A medical study points out that the pill may have saved lives:
The contraceptive pill saves the lives of up to 3,000 women a year in the UK and Europe, according to new medical research.
A number of studies now suggest that the Pill reduces the risk of ovarian cancer significantly. One study, reported in the British Journal of Cancer this week, found a protective effect of up to 50 per cent for Pill users, while another, reported in the European Journal of Cancer Prevention, found a similar effect after analysing data on the use of the Pill since its introduction.
According to the studies, women who use the contraceptive pill reduce their risk of developing ovarian cancer by more than a third, and the longer they take it for, the greater the protection.
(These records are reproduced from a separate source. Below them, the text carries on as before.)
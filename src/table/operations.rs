use aws_sdk_dynamodb::operation::put_item::PutItemOutput;
use aws_sdk_dynamodb::types::{AttributeValue, ReturnConsumedCapacity, ReturnValue, Select};
use serde::{Serialize, de::DeserializeOwned};
use serde_dynamo::to_item;
use std::collections::HashMap;
use std::fmt;
use std::future::Future;
use tracing::debug;

use crate::error::Error;
use crate::expression::{self, BooleanOperator, Expression};
use crate::table::batch::BatchExecutor;
use crate::table::helpers::keys;
use crate::table::store::DynamoDbStore;
use crate::table::types::{
    BatchReadOutput, BatchWriteResult, CompositeKey, OutputItems, RetryPolicy,
};

/// A serde record stored in one DynamoDB table
///
/// Implementors name the table and its key schema; the batch and scan
/// conveniences below then work off the global client.
pub trait DynamoTable: Serialize + DeserializeOwned + Send + Sync {
    /// Associated partition key type
    type PK: fmt::Display + Clone + Send + Sync + fmt::Debug + DeserializeOwned;

    /// Associated sort key type
    type SK: fmt::Display + Clone + Send + Sync + fmt::Debug + DeserializeOwned;

    /// Name of the table
    const TABLE: &'static str;

    /// Partition key attribute
    const PARTITION_KEY: &'static str;

    /// Sort key attribute, when the table has one
    const SORT_KEY: Option<&'static str> = None;

    /// Default page size for scans
    const DEFAULT_PAGE_SIZE: u16 = 10;

    /// Retry policy used by `batch_upsert`, `batch_delete` and `batch_get`
    const BATCH_RETRY_POLICY: RetryPolicy = RetryPolicy::DEFAULT;

    /// Boolean soft-delete flag; scans hide flagged items when set
    const SOFT_DELETE_FIELD: Option<&'static str> = None;

    /// Partition key value
    fn partition_key(&self) -> Self::PK;

    /// Sort key value
    fn sort_key(&self) -> Option<Self::SK> {
        None
    }

    /// Full primary key
    fn composite_key(&self) -> CompositeKey<Self::PK, Self::SK> {
        (self.partition_key(), self.sort_key())
    }

    /// Get the DynamoDB client for this table
    ///
    /// By default, returns the global client. Can be overridden to use a
    /// different client per table.
    fn dynamodb_client() -> impl Future<Output = &'static aws_sdk_dynamodb::Client> {
        crate::dynamodb_client()
    }

    /// Put many items, resubmitting unprocessed ones
    ///
    /// Writes 25 items per request and retries leftovers under
    /// [`BATCH_RETRY_POLICY`](Self::BATCH_RETRY_POLICY). Items still unwritten
    /// afterwards are returned in the result, not as an error.
    ///
    /// # Example
    ///
    /// ```rust,no_run
    /// use dynamo_batch::{DynamoTable, Error};
    /// # use serde::{Deserialize, Serialize};
    /// #
    /// # #[derive(Debug, Clone, Serialize, Deserialize)]
    /// # struct Visit {
    /// #     visit_id: String,
    /// #     city: String,
    /// # }
    /// #
    /// # impl DynamoTable for Visit {
    /// #     type PK = String;
    /// #     type SK = String;
    /// #     const TABLE: &'static str = "visits";
    /// #     const PARTITION_KEY: &'static str = "visit_id";
    /// #     fn partition_key(&self) -> Self::PK { self.visit_id.clone() }
    /// # }
    ///
    /// async fn example() -> Result<(), Error> {
    ///     let visits = vec![
    ///         Visit { visit_id: "1".to_string(), city: "Seoul".to_string() },
    ///         Visit { visit_id: "2".to_string(), city: "Busan".to_string() },
    ///     ];
    ///
    ///     let result = Visit::batch_upsert(visits).await?;
    ///     if result.has_unprocessed_items() {
    ///         println!("{} visits still pending", result.failure_count());
    ///     }
    ///     Ok(())
    /// }
    /// ```
    fn batch_upsert(
        items: Vec<Self>,
    ) -> impl Future<Output = Result<BatchWriteResult<Self>, Error>> {
        batch_upsert::<Self>(items)
    }

    /// Delete many items by their keys, resubmitting unprocessed ones
    fn batch_delete(
        items: Vec<Self>,
    ) -> impl Future<Output = Result<BatchWriteResult<Self>, Error>> {
        batch_delete::<Self>(items)
    }

    /// Fetch many items by key, 100 keys per request, requests in parallel
    ///
    /// Keys whose request failed are listed in
    /// [`BatchReadOutput::failed_keys`]; a key absent from both `items` and
    /// `failed_keys` does not exist in the table.
    fn batch_get(
        keys: Vec<CompositeKey<Self::PK, Self::SK>>,
    ) -> impl Future<Output = Result<BatchReadOutput<Self, CompositeKey<Self::PK, Self::SK>>, Error>> {
        batch_get::<Self>(keys)
    }

    /// Scan one page, optionally narrowed by a filter expression
    fn scan_items_with_filter(
        limit: Option<u16>,
        exclusive_start_key: Option<CompositeKey<Self::PK, Self::SK>>,
        filter: Option<Expression>,
    ) -> impl Future<Output = Result<OutputItems<Self>, Error>> {
        scan_items_with_filter::<Self>(limit, exclusive_start_key, filter)
    }

    /// Put this item only if `condition` holds for the stored one
    ///
    /// # Example
    ///
    /// ```rust,no_run
    /// use dynamo_batch::{DynamoTable, Error, expression};
    /// # use serde::{Deserialize, Serialize};
    /// #
    /// # #[derive(Debug, Clone, Serialize, Deserialize)]
    /// # struct Plan {
    /// #     plan_id: String,
    /// #     version: i64,
    /// # }
    /// #
    /// # impl DynamoTable for Plan {
    /// #     type PK = String;
    /// #     type SK = String;
    /// #     const TABLE: &'static str = "plans";
    /// #     const PARTITION_KEY: &'static str = "plan_id";
    /// #     fn partition_key(&self) -> Self::PK { self.plan_id.clone() }
    /// # }
    ///
    /// async fn bump(mut plan: Plan) -> Result<(), Error> {
    ///     let guard = expression::optimistic_lock("version", plan.version);
    ///     plan.version += 1;
    ///
    ///     match plan.put_item_with_condition(guard).await {
    ///         Err(e) if e.is_conditional_check_failed() => {
    ///             println!("plan was modified concurrently");
    ///             Ok(())
    ///         }
    ///         other => other.map(|_| ()),
    ///     }
    /// }
    /// ```
    fn put_item_with_condition(
        &self,
        condition: Expression,
    ) -> impl Future<Output = Result<PutItemOutput, Error>> {
        put_item_with_condition(self, condition)
    }
}

/// Put `items` into `T::TABLE` with the table's retry policy
pub async fn batch_upsert<T>(items: Vec<T>) -> Result<BatchWriteResult<T>, Error>
where
    T: DynamoTable,
{
    keys::validate_table_keys::<T>()?;
    keys::validate_item_keys(&items)?;
    table_executor::<T>().await.put_all(items).await
}

/// Delete `items` from `T::TABLE` with the table's retry policy
pub async fn batch_delete<T>(items: Vec<T>) -> Result<BatchWriteResult<T>, Error>
where
    T: DynamoTable,
{
    keys::validate_table_keys::<T>()?;
    keys::validate_item_keys(&items)?;
    table_executor::<T>().await.delete_all(items).await
}

/// Fetch `keys` from `T::TABLE` in parallel chunks
pub async fn batch_get<T>(
    keys: Vec<CompositeKey<T::PK, T::SK>>,
) -> Result<BatchReadOutput<T, CompositeKey<T::PK, T::SK>>, Error>
where
    T: DynamoTable,
{
    validate_keys::<T>(&keys)?;
    table_executor::<T>().await.get_parallel(keys).await
}

/// Reject malformed key values before any request is sent
pub(crate) fn validate_keys<T>(composite_keys: &[CompositeKey<T::PK, T::SK>]) -> Result<(), Error>
where
    T: DynamoTable,
{
    keys::validate_table_keys::<T>()?;
    composite_keys.iter().try_for_each(|(partition_key, sort_key)| {
        keys::validate_key_values::<T>(partition_key, sort_key.as_ref())
    })
}

async fn table_executor<T>() -> BatchExecutor<DynamoDbStore<T>>
where
    T: DynamoTable,
{
    let client = T::dynamodb_client().await.clone();
    BatchExecutor::new(DynamoDbStore::new(client)).with_policy(T::BATCH_RETRY_POLICY)
}

/// Filter applied to every scan of `T`: `filter` plus the soft-delete guard
pub(crate) fn scan_filter<T>(filter: Option<Expression>) -> Option<Expression>
where
    T: DynamoTable,
{
    let guard = T::SOFT_DELETE_FIELD.map(expression::not_deleted);
    expression::combine([filter, guard], BooleanOperator::And)
}

/// Scan one page of `T::TABLE`
///
/// A zero `limit` returns an empty page without calling DynamoDB. The filter is
/// validated before the request is sent.
pub async fn scan_items_with_filter<T>(
    limit: Option<u16>,
    exclusive_start_key: Option<CompositeKey<T::PK, T::SK>>,
    filter: Option<Expression>,
) -> Result<OutputItems<T>, Error>
where
    T: DynamoTable,
{
    keys::validate_table_keys::<T>()?;

    if limit.map(|l| l == 0).unwrap_or(false) {
        return Ok(OutputItems::default());
    }

    let limit = limit.unwrap_or(T::DEFAULT_PAGE_SIZE);

    let mut builder = T::dynamodb_client()
        .await
        .scan()
        .table_name(T::TABLE)
        .select(Select::AllAttributes)
        .set_return_consumed_capacity(None)
        .limit(limit as i32);

    if let Some((partition_key, sort_key)) = exclusive_start_key {
        builder = builder.exclusive_start_key(
            T::PARTITION_KEY,
            AttributeValue::S(partition_key.to_string()),
        );

        if let (Some(sort_key_field), Some(sort_value)) = (T::SORT_KEY, sort_key) {
            builder = builder
                .exclusive_start_key(sort_key_field, AttributeValue::S(sort_value.to_string()));
        }
    }

    if let Some(filter) = scan_filter::<T>(filter) {
        filter.validate()?;
        debug!(table = T::TABLE, filter = filter.text(), "scanning with filter");

        let (text, names, values) = filter.into_parts();
        builder = builder.filter_expression(text);
        if !names.is_empty() {
            builder = builder.set_expression_attribute_names(Some(names));
        }
        if !values.is_empty() {
            builder = builder.set_expression_attribute_values(Some(values));
        }
    }

    let result = builder.send().await?;

    OutputItems::try_from((result, limit))
}

/// Put `payload` guarded by `condition`
///
/// A condition that no longer holds surfaces as an error for which
/// [`Error::is_conditional_check_failed`] is true.
pub async fn put_item_with_condition<T>(
    payload: &T,
    condition: Expression,
) -> Result<PutItemOutput, Error>
where
    T: DynamoTable,
{
    keys::validate_table_keys::<T>()?;
    keys::validate_key_values::<T>(&payload.partition_key(), payload.sort_key().as_ref())?;
    condition.validate()?;
    let item: HashMap<String, AttributeValue> = to_item(payload)?;
    let (text, names, values) = condition.into_parts();

    let mut builder = T::dynamodb_client()
        .await
        .put_item()
        .table_name(T::TABLE)
        .return_values(ReturnValue::None)
        .return_consumed_capacity(ReturnConsumedCapacity::None)
        .set_item(Some(item))
        .condition_expression(text);

    if !names.is_empty() {
        builder = builder.set_expression_attribute_names(Some(names));
    }
    if !values.is_empty() {
        builder = builder.set_expression_attribute_values(Some(values));
    }

    Ok(builder.send().await?)
}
Carlo La Vecchia of the Istituto di Ricerche Farmacologiche in Milan, one of the world's leading experts on cancer, says that ovarian cancer cases have dropped in recent years: "Ovarian cancer incidence and mortality for younger generations have been declining in most developed countries, and the decline has been greatest in countries where oral contraceptive use had spread earlier.''
Although early forms of the Pill have been linked to some health problems, there is increasing evidence that it prevents others. The report says women who used the Pill at some time are 30 per cent less likely to develop the cancer. The protection increases with the length of time a woman takes the Pill by around 5 per cent a year, to about 50 per cent protection for long-term use. The reduced risk was seen in women both with and without a family history or genetic predisposition to ovarian cancer.
"The favourable effect against ovarian cancer risk persists for years after Pill use has ceased, and it is not confined to any particular type of Pill,'' says Dr La Vecchia. "Since the incidence of ovarian cancer is already appreciable in middle age, and survival from the disease is unsatisfactory, the protection of Pill use corresponds to the avoidance of 3,000 to 5,000 ovarian cancer cases, and consequently 2,000 to 3,000 deaths a year in Europe." He added that similar numbers were benefiting from taking the Pill in the US.
I'm not sure if these results are based on simple correlations between the availability of the pill and the incidence of ovarian cancer or if they are actual comparisons between women who have been on the pill and women who have not, but I'd guess it's the latter. If so, the results are important. Ovarian cancer has very high death rates and anything that can reduce those rates is good news.
This should be kept in mind when the next wave of pro-life attacks against the contraceptive pill as an abortifacient starts.